Exercise instructions » Output the data below line for line, exactly, up to and including the line where "cycle shifting or" appears.

[Saved data entries]
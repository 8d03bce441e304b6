//! The 16-state IEEE 1149.1 TAP state diagram.

/// One of the sixteen states of the JTAG TAP state machine.
///
/// Three of these (`TestLogicReset`, `RunTestIdle`, `ShiftDr`, `ShiftIr`,
/// `PauseDr`, `PauseIr`) have a self-loop in the standard's state diagram —
/// that is required to actually spend more than one TCK cycle shifting or
/// idling, and [`transition_tms`](TapState::transition_tms) treats it like
/// any other legal edge rather than special-casing it.
#[derive(Debug, Clone, Copy, PartialEq, Eq, Hash)]
pub enum TapState {
    /// Default Mealy state asserted by a power-on or TRST reset.
    TestLogicReset,
    /// Idle state outside of any register shift.
    RunTestIdle,
    /// Entry point to the DR column.
    SelectDr,
    /// DR shift register latches its parallel inputs.
    CaptureDr,
    /// DR bits shift between TDI and TDO, one per TCK.
    ShiftDr,
    /// First exit from `ShiftDr`.
    Exit1Dr,
    /// DR shifting is paused; TCK no longer advances the register.
    PauseDr,
    /// Second exit from `ShiftDr`, reached via `PauseDr`.
    Exit2Dr,
    /// DR shift register is latched into the device's update register.
    UpdateDr,
    /// Entry point to the IR column.
    SelectIr,
    /// IR shift register latches its parallel inputs.
    CaptureIr,
    /// IR bits shift between TDI and TDO, one per TCK.
    ShiftIr,
    /// First exit from `ShiftIr`.
    Exit1Ir,
    /// IR shifting is paused; TCK no longer advances the register.
    PauseIr,
    /// Second exit from `ShiftIr`, reached via `PauseIr`.
    Exit2Ir,
    /// IR shift register is latched into the device's instruction register.
    UpdateIr,
}

impl TapState {
    /// The state reached from `self` when TMS=0 on the next TCK edge.
    pub const fn tms0_successor(self) -> TapState {
        match self {
            TapState::TestLogicReset => TapState::RunTestIdle,
            TapState::RunTestIdle => TapState::RunTestIdle,
            TapState::SelectDr => TapState::CaptureDr,
            TapState::CaptureDr => TapState::ShiftDr,
            TapState::ShiftDr => TapState::ShiftDr,
            TapState::Exit1Dr => TapState::PauseDr,
            TapState::PauseDr => TapState::PauseDr,
            TapState::Exit2Dr => TapState::ShiftDr,
            TapState::UpdateDr => TapState::RunTestIdle,
            TapState::SelectIr => TapState::CaptureIr,
            TapState::CaptureIr => TapState::ShiftIr,
            TapState::ShiftIr => TapState::ShiftIr,
            TapState::Exit1Ir => TapState::PauseIr,
            TapState::PauseIr => TapState::PauseIr,
            TapState::Exit2Ir => TapState::ShiftIr,
            TapState::UpdateIr => TapState::RunTestIdle,
        }
    }

    /// The state reached from `self` when TMS=1 on the next TCK edge.
    pub const fn tms1_successor(self) -> TapState {
        match self {
            TapState::TestLogicReset => TapState::TestLogicReset,
            TapState::RunTestIdle => TapState::SelectDr,
            TapState::SelectDr => TapState::SelectIr,
            TapState::CaptureDr => TapState::Exit1Dr,
            TapState::ShiftDr => TapState::Exit1Dr,
            TapState::Exit1Dr => TapState::UpdateDr,
            TapState::PauseDr => TapState::Exit2Dr,
            TapState::Exit2Dr => TapState::UpdateDr,
            TapState::UpdateDr => TapState::SelectDr,
            TapState::SelectIr => TapState::TestLogicReset,
            TapState::CaptureIr => TapState::Exit1Ir,
            TapState::ShiftIr => TapState::Exit1Ir,
            TapState::Exit1Ir => TapState::UpdateIr,
            TapState::PauseIr => TapState::Exit2Ir,
            TapState::Exit2Ir => TapState::UpdateIr,
            TapState::UpdateIr => TapState::SelectDr,
        }
    }

    /// The TMS level that must be driven on the next TCK edge to reach
    /// `to` from `self`, or `None` if `to` is not a legal neighbour
    /// (including self) of `self`.
    ///
    /// Self-loops fall out of this naturally: e.g. `ShiftDr.transition_tms
    /// (ShiftDr)` returns `Some(false)` because `tms0_successor` of
    /// `ShiftDr` is `ShiftDr` itself.
    pub fn transition_tms(self, to: TapState) -> Option<bool> {
        if self.tms0_successor() == to {
            Some(false)
        } else if self.tms1_successor() == to {
            Some(true)
        } else {
            None
        }
    }

    /// All sixteen states, for traversals that need to visit every one.
    const ALL: [TapState; 16] = [
        TapState::TestLogicReset,
        TapState::RunTestIdle,
        TapState::SelectDr,
        TapState::CaptureDr,
        TapState::ShiftDr,
        TapState::Exit1Dr,
        TapState::PauseDr,
        TapState::Exit2Dr,
        TapState::UpdateDr,
        TapState::SelectIr,
        TapState::CaptureIr,
        TapState::ShiftIr,
        TapState::Exit1Ir,
        TapState::PauseIr,
        TapState::Exit2Ir,
        TapState::UpdateIr,
    ];

    /// The sequence of TMS levels that walks from `self` to `to` in as few
    /// TCK edges as possible, found by breadth-first search over the state
    /// diagram. Empty if `self == to`.
    pub(crate) fn shortest_path(self, to: TapState) -> Vec<bool> {
        use std::collections::VecDeque;

        if self == to {
            return Vec::new();
        }

        // back[state] = (predecessor, tms edge taken to reach `state`)
        let mut back: [Option<(TapState, bool)>; 16] = [None; 16];
        let index = |s: TapState| Self::ALL.iter().position(|&x| x == s).unwrap();

        let mut queue = VecDeque::new();
        queue.push_back(self);
        let mut visited = [false; 16];
        visited[index(self)] = true;

        while let Some(state) = queue.pop_front() {
            if state == to {
                break;
            }
            for (next, tms) in [(state.tms0_successor(), false), (state.tms1_successor(), true)] {
                if !visited[index(next)] {
                    visited[index(next)] = true;
                    back[index(next)] = Some((state, tms));
                    queue.push_back(next);
                }
            }
        }

        let mut path = Vec::new();
        let mut cur = to;
        while cur != self {
            let (prev, tms) = back[index(cur)].expect("state diagram is strongly connected");
            path.push(tms);
            cur = prev;
        }
        path.reverse();
        path
    }
}

#[cfg(test)]
mod tests {
    use super::*;

    #[test]
    fn every_state_reaches_every_other_state() {
        for &from in TapState::ALL.iter() {
            for &to in TapState::ALL.iter() {
                let path = from.shortest_path(to);
                if from == to {
                    assert!(path.is_empty());
                    continue;
                }
                let mut cur = from;
                for tms in path {
                    cur = if tms { cur.tms1_successor() } else { cur.tms0_successor() };
                }
                assert_eq!(cur, to, "no path found from {from:?} to {to:?}");
            }
        }
    }

    #[test]
    fn transition_tms_matches_successor_tables() {
        for &s in TapState::ALL.iter() {
            assert_eq!(s.transition_tms(s.tms0_successor()), Some(false));
            assert_eq!(s.transition_tms(s.tms1_successor()), Some(true));
        }
    }

    #[test]
    fn transition_tms_rejects_non_neighbours() {
        // SHIFT_DR's only neighbours are itself (TMS=0) and EXIT1_DR (TMS=1).
        assert_eq!(TapState::ShiftDr.transition_tms(TapState::ShiftIr), None);
    }

    #[test]
    fn self_loops_are_legal_where_the_diagram_says_so() {
        for &s in &[
            TapState::TestLogicReset,
            TapState::RunTestIdle,
            TapState::ShiftDr,
            TapState::ShiftIr,
            TapState::PauseDr,
            TapState::PauseIr,
        ] {
            assert_eq!(s.transition_tms(s), Some(false));
        }
    }
}
//! The pool allocator core: a first-fit, intrusive-header,
//! splitting-and-coalescing region allocator over one host-acquired byte
//! buffer.
//!
//! `Pool` is single-threaded and carries no interior synchronization, the
//! same way the teacher's `Stalloc` is the unsynchronized core that
//! `SyncStalloc` wraps. Reach for [`crate::global`] when one process-wide,
//! lock-serialized instance is what's wanted.

use core::fmt::{self, Debug, Formatter};
use core::ptr::{self, NonNull};

use crate::error::PoolError;
use crate::header::{self, HEADER_SIZE, MIN_PAYLOAD, NULL_OFFSET, RawHeader, read_header, write_header};

struct Region {
	buffer: Vec<u8>,
}

impl Region {
	fn header(&self, offset: usize) -> RawHeader {
		unsafe { read_header(self.buffer.as_ptr(), offset) }
	}

	fn set_header(&mut self, offset: usize, header: RawHeader) {
		unsafe { write_header(self.buffer.as_mut_ptr(), offset, header) };
	}

	fn payload_ptr(&mut self, offset: usize) -> NonNull<u8> {
		let ptr = unsafe { self.buffer.as_mut_ptr().add(offset + HEADER_SIZE) };
		// SAFETY: `offset` always names a live block inside `buffer`.
		unsafe { NonNull::new_unchecked(ptr) }
	}

	/// Recovers the block offset owning a payload pointer previously
	/// returned by this region, or `None` if it can't possibly be one.
	fn offset_of(&self, ptr: NonNull<u8>) -> Option<usize> {
		let base = self.buffer.as_ptr() as usize;
		let addr = ptr.as_ptr() as usize;
		let payload_addr = addr.checked_sub(base)?.checked_sub(HEADER_SIZE)?;
		if payload_addr + HEADER_SIZE > self.buffer.len() {
			return None;
		}
		Some(payload_addr)
	}

	/// Finds the block whose `next` points at `offset`, by a forward walk
	/// from the head. Returns `None` if `offset` is the head itself.
	fn predecessor_of(&self, offset: usize) -> Option<usize> {
		if offset == 0 {
			return None;
		}
		let mut current = 0usize;
		loop {
			let header = self.header(current);
			if header.next == offset {
				return Some(current);
			}
			if header.next == NULL_OFFSET {
				// `offset` isn't reachable; the caller passed a bogus offset.
				return None;
			}
			current = header.next;
		}
	}

	/// If the block at `offset` is free and its successor is also free,
	/// merges the successor into it. Returns `true` if a merge happened.
	fn merge_with_next_if_free(&mut self, offset: usize) -> bool {
		let mut header = self.header(offset);
		if !header.free || header.next == NULL_OFFSET {
			return false;
		}
		let next = self.header(header.next);
		if !next.free {
			return false;
		}
		header.size += HEADER_SIZE + next.size;
		header.next = next.next;
		self.set_header(offset, header);
		true
	}

	/// If the block at `offset` is free and its predecessor is also free,
	/// merges `offset` into the predecessor. Returns the surviving block's
	/// offset (the predecessor's, if merged; `offset` otherwise).
	fn merge_with_prev_if_free(&mut self, offset: usize) -> usize {
		let Some(pred_offset) = self.predecessor_of(offset) else {
			return offset;
		};
		let mut pred = self.header(pred_offset);
		if !pred.free {
			return offset;
		}
		let header = self.header(offset);
		pred.size += HEADER_SIZE + header.size;
		pred.next = header.next;
		self.set_header(pred_offset, pred);
		pred_offset
	}
}

/// A first-fit region allocator over a single, fixed-capacity, host-acquired
/// byte buffer.
///
/// `Pool` starts `Uninitialized`. [`Pool::initialize`] obtains the region and
/// moves it to `Initialized`; [`Pool::teardown`] releases the region and
/// moves it back. Every other operation is a no-op / returns `None` when
/// called on an uninitialized pool, never a panic.
#[derive(Default)]
pub struct Pool {
	region: Option<Region>,
}

impl Pool {
	/// Creates an uninitialized pool.
	pub const fn new() -> Self {
		Self { region: None }
	}

	/// Reports whether the pool currently holds a region.
	pub fn is_initialized(&self) -> bool {
		self.region.is_some()
	}

	/// Reserves a contiguous region of `capacity` bytes from the host and
	/// installs a single free block covering it.
	pub fn initialize(&mut self, capacity: usize) -> Result<(), PoolError> {
		if self.region.is_some() {
			log::warn!("initialize: pool is already initialized");
			return Err(PoolError::AlreadyInitialized);
		}
		if capacity <= HEADER_SIZE + MIN_PAYLOAD {
			log::warn!("initialize: capacity {capacity} too small");
			return Err(PoolError::CapacityTooSmall { capacity });
		}

		let mut buffer: Vec<u8> = Vec::new();
		if buffer.try_reserve_exact(capacity).is_err() {
			log::warn!("initialize: host allocation of {capacity} bytes failed");
			return Err(PoolError::HostAllocationFailed { capacity });
		}
		buffer.resize(capacity, 0);

		let mut region = Region { buffer };
		region.set_header(0, RawHeader { size: capacity - HEADER_SIZE, next: NULL_OFFSET, free: true });
		self.region = Some(region);

		log::debug!("initialize: reserved {capacity} bytes");
		Ok(())
	}

	/// Convenience wrapper over [`Pool::initialize`] taking a
	/// [`crate::config::PoolConfig`].
	pub fn initialize_with(&mut self, config: crate::config::PoolConfig) -> Result<(), PoolError> {
		self.initialize(config.capacity)
	}

	/// First-fit, address-ordered allocation. `request == 0` is treated as
	/// the minimum payload size. Returns `None` (not fatal) if no free block
	/// is large enough, or if the pool is uninitialized.
	pub fn allocate(&mut self, request: usize) -> Option<NonNull<u8>> {
		let region = self.region.as_mut()?;
		let request = header::align_up(request).max(MIN_PAYLOAD);

		let mut offset = 0usize;
		loop {
			let block = region.header(offset);
			if block.free && block.size >= request {
				let remainder = block.size - request;
				if remainder >= HEADER_SIZE + MIN_PAYLOAD {
					let new_offset = offset + HEADER_SIZE + request;
					region.set_header(new_offset, RawHeader { size: remainder - HEADER_SIZE, next: block.next, free: true });
					region.set_header(offset, RawHeader { size: request, next: new_offset, free: false });
				} else {
					region.set_header(offset, RawHeader { size: block.size, next: block.next, free: false });
				}
				log::trace!("allocate: request={request} -> block at offset {offset}");
				return Some(region.payload_ptr(offset));
			}
			if block.next == NULL_OFFSET {
				log::debug!("allocate: out of pool for request={request}");
				return None;
			}
			offset = block.next;
		}
	}

	/// Releases a pointer previously returned by [`Pool::allocate`] or
	/// [`Pool::resize`]. `None` is a no-op. A double release is silently
	/// absorbed rather than corrupting the chain.
	///
	/// # Safety
	/// `ptr`, if `Some`, must have been returned by this same `Pool` and not
	/// already released.
	pub unsafe fn release(&mut self, ptr: Option<NonNull<u8>>) {
		let Some(ptr) = ptr else { return };
		let Some(region) = self.region.as_mut() else { return };

		let Some(offset) = region.offset_of(ptr) else {
			debug_assert!(false, "release: pointer does not name a block in this pool");
			return;
		};

		let mut block = region.header(offset);
		if block.free {
			log::warn!("release: double release at offset {offset}");
			return;
		}
		block.free = true;
		region.set_header(offset, block);

		region.merge_with_next_if_free(offset);
		region.merge_with_prev_if_free(offset);
	}

	/// Resizes a previously allocated block, trying in order: shrink in
	/// place, grow in place by absorbing a free successor, relocate via a
	/// fresh allocation and copy, or fail. `None` behaves as `allocate`;
	/// `new_request == 0` releases and returns `None`.
	///
	/// # Safety
	/// `ptr`, if `Some`, must have been returned by this same `Pool` and not
	/// already released.
	pub unsafe fn resize(&mut self, ptr: Option<NonNull<u8>>, new_request: usize) -> Option<NonNull<u8>> {
		let Some(ptr) = ptr else { return self.allocate(new_request) };
		if new_request == 0 {
			unsafe { self.release(Some(ptr)) };
			return None;
		}

		let region = self.region.as_mut()?;
		let Some(offset) = region.offset_of(ptr) else {
			debug_assert!(false, "resize: pointer does not name a block in this pool");
			return None;
		};
		let new_request = header::align_up(new_request).max(MIN_PAYLOAD);
		let block = region.header(offset);

		// Case 1: shrink or equal.
		if new_request <= block.size {
			let remainder = block.size - new_request;
			if remainder >= HEADER_SIZE + MIN_PAYLOAD {
				let new_offset = offset + HEADER_SIZE + new_request;
				region.set_header(new_offset, RawHeader { size: remainder - HEADER_SIZE, next: block.next, free: true });
				region.set_header(offset, RawHeader { size: new_request, next: new_offset, free: false });
				region.merge_with_next_if_free(new_offset);
			}
			return Some(ptr);
		}

		// Case 2: grow in place by absorbing a free successor.
		if block.next != NULL_OFFSET {
			let next = region.header(block.next);
			if next.free && block.size + HEADER_SIZE + next.size >= new_request {
				let merged_size = block.size + HEADER_SIZE + next.size;
				let leftover = merged_size - new_request;
				if leftover >= HEADER_SIZE + MIN_PAYLOAD {
					let new_offset = offset + HEADER_SIZE + new_request;
					region.set_header(new_offset, RawHeader { size: leftover - HEADER_SIZE, next: next.next, free: true });
					region.set_header(offset, RawHeader { size: new_request, next: new_offset, free: false });
				} else {
					region.set_header(offset, RawHeader { size: merged_size, next: next.next, free: false });
				}
				log::trace!("resize: grew block at offset {offset} to {new_request}");
				return Some(ptr);
			}
		}

		// Case 3: relocate.
		log::trace!("resize: relocating block at offset {offset} to {new_request}");
		if let Some(new_ptr) = self.allocate(new_request) {
			// SAFETY: `ptr` and `new_ptr` both point inside the same
			// region's buffer and name non-overlapping blocks (the pool's
			// partition invariant guarantees this).
			let copy_len = block.size.min(new_request);
			unsafe { ptr::copy_nonoverlapping(ptr.as_ptr(), new_ptr.as_ptr(), copy_len) };
			unsafe { self.release(Some(ptr)) };
			return Some(new_ptr);
		}

		// Case 4: failure. Leave the original block untouched.
		log::debug!("resize: relocation failed for request={new_request}");
		None
	}

	/// Releases the region back to the host and resets to uninitialized.
	/// Outstanding pointers become dangling; detecting that is not a goal.
	pub fn teardown(&mut self) {
		if self.region.take().is_some() {
			log::debug!("teardown: region released");
		}
	}
}

impl Drop for Pool {
	fn drop(&mut self) {
		self.teardown();
	}
}

impl Debug for Pool {
	fn fmt(&self, f: &mut Formatter<'_>) -> fmt::Result {
		let Some(region) = &self.region else {
			return write!(f, "Pool (uninitialized)");
		};

		write!(f, "Pool {{")?;
		let mut offset = 0usize;
		loop {
			let block = region.header(offset);
			write!(f, " [{}@{} {}]", if block.free { "free" } else { "used" }, offset, block.size)?;
			if block.next == NULL_OFFSET {
				break;
			}
			offset = block.next;
		}
		write!(f, " }}")
	}
}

Result for this exercise »
repository 8d03bce441e304b6
//! The 16-state IEEE 1149.1 TAP state diagram.

/// One of the sixteen states of the JTAG TAP state machine.
///
/// Three of these (`TestLogicReset`, `RunTestIdle`, `ShiftDr`, `ShiftIr`,
/// `PauseDr`, `PauseIr`) have a self-loop in the standard's state diagram —
/// that is required to actually spend more than one TCK cycle shifting or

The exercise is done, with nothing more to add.